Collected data
****************

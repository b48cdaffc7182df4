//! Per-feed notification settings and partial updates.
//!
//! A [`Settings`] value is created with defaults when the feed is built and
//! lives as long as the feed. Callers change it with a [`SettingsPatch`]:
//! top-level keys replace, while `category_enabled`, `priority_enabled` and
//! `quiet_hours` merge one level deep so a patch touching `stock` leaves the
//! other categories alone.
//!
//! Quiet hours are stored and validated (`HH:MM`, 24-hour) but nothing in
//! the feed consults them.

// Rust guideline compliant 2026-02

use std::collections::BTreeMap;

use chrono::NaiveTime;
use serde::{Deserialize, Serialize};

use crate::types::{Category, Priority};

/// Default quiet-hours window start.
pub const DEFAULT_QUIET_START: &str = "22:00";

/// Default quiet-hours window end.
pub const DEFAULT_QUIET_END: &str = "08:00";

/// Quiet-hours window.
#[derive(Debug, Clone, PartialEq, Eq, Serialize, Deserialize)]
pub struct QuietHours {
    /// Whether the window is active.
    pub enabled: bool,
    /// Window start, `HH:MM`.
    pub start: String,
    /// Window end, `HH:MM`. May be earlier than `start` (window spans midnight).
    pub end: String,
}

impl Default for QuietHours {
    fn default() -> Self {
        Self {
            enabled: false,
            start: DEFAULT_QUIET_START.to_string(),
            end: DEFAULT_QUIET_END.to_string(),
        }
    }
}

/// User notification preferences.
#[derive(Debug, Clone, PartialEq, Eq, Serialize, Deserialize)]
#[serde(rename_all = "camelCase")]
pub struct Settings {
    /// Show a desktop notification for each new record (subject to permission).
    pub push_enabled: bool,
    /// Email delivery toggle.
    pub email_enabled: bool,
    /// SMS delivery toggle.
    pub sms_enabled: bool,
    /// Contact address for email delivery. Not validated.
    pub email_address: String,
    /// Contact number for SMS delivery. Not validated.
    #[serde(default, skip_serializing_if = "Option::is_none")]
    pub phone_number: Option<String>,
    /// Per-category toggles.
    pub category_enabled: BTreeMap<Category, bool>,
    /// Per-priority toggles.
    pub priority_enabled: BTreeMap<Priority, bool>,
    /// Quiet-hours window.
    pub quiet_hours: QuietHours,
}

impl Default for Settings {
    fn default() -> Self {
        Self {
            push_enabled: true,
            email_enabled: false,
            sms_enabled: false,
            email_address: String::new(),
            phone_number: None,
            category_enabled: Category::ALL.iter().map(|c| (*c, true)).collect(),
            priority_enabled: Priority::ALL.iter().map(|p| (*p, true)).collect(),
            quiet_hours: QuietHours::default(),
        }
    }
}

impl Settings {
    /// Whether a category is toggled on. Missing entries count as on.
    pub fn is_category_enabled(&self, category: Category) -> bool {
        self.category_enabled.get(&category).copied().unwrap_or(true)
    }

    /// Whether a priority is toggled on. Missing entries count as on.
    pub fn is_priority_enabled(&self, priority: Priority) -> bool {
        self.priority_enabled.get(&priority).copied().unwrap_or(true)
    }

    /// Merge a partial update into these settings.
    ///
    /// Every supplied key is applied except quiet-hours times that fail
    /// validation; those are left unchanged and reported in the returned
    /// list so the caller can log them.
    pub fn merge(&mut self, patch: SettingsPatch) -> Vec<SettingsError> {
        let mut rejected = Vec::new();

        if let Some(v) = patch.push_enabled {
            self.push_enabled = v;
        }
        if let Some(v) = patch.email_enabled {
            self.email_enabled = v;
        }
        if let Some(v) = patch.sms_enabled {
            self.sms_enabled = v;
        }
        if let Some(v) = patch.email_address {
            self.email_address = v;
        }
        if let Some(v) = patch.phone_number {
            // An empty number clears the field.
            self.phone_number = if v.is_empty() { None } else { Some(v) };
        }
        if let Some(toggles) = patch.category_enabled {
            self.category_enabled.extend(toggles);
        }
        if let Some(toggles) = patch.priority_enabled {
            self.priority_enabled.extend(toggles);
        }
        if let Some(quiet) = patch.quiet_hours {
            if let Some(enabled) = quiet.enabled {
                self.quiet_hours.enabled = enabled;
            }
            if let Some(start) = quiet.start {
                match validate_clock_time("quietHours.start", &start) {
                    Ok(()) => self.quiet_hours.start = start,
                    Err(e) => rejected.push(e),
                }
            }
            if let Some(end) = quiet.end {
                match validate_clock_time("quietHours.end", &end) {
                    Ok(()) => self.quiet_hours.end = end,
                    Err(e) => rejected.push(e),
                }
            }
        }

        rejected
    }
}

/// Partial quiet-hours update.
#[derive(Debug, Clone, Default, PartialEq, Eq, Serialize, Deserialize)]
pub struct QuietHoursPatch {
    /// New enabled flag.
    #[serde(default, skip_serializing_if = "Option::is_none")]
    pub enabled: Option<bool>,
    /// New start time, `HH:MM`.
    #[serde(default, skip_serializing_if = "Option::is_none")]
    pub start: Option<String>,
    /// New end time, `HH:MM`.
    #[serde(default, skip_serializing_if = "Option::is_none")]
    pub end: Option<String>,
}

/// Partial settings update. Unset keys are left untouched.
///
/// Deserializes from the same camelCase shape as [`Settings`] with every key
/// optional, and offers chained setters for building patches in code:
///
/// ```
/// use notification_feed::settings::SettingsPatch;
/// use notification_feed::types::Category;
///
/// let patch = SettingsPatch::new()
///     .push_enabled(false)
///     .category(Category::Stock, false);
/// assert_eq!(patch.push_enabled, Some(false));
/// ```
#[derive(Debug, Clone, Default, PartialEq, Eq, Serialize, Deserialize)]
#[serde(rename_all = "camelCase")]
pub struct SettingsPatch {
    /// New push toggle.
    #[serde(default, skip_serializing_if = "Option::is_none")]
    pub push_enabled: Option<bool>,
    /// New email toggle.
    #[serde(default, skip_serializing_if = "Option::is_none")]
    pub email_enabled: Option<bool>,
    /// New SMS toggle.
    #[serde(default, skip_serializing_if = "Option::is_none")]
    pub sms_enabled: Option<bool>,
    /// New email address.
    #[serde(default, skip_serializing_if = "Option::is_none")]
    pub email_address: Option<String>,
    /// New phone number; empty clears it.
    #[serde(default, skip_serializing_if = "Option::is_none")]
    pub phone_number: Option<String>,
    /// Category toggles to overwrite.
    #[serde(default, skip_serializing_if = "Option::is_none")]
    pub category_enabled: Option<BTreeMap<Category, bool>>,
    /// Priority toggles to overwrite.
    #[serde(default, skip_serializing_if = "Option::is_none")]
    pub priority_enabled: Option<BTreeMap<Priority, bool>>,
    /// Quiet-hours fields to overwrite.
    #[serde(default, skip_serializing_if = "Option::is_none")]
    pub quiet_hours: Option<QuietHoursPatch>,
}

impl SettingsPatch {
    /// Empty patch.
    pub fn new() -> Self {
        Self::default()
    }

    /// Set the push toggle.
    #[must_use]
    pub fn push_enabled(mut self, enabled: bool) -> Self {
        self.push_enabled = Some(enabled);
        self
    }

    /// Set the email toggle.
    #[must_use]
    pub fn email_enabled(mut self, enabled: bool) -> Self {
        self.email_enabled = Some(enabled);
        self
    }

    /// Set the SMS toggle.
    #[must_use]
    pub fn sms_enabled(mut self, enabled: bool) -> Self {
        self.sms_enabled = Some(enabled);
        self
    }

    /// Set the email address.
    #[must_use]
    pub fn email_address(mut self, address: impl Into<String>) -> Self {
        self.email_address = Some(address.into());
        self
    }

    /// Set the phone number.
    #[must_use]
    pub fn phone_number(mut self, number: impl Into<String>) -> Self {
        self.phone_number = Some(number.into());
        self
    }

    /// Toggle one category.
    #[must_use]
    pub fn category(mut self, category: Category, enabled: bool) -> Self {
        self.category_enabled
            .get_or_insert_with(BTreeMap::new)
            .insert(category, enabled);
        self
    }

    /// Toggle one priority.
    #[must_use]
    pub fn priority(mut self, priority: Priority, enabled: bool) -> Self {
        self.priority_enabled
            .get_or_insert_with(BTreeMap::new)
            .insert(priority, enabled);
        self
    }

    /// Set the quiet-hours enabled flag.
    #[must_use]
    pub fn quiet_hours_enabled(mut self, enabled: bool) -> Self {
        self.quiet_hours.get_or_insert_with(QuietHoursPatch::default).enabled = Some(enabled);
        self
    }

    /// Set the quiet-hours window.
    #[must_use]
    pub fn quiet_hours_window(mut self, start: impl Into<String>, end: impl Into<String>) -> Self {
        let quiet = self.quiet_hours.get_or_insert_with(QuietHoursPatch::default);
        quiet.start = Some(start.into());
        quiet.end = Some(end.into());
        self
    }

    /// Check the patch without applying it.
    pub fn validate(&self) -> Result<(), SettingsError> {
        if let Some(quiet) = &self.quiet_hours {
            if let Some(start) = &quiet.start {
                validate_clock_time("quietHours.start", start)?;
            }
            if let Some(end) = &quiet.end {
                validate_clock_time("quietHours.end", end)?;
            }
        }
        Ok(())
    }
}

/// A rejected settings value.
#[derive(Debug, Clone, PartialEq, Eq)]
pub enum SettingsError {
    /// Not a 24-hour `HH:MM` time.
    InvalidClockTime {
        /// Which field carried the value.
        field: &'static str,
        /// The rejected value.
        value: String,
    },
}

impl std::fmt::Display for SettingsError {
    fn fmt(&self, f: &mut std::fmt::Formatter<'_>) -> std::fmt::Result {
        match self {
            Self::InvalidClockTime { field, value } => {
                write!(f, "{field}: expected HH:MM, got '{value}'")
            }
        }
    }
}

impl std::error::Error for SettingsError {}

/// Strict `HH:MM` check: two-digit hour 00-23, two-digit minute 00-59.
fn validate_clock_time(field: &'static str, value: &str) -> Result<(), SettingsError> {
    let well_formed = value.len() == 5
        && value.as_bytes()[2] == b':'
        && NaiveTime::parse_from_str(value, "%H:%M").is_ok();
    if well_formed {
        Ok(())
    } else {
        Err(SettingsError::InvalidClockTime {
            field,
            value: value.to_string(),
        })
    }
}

****************

**Problem statement:**
An exact copy of the lines above between the line holding "if let Some(v) = patch.phone_number" and the line holding "self.priority_enabled.extend(toggles);", inclusive, is the whole answer.

**The completed task:**
        if let Some(v) = patch.phone_number {
            // An empty number clears the field.
            self.phone_number = if v.is_empty() { None } else { Some(v) };
        }
        if let Some(toggles) = patch.category_enabled {
            self.category_enabled.extend(toggles);
        }
        if let Some(toggles) = patch.priority_enabled {
            self.priority_enabled.extend(toggles);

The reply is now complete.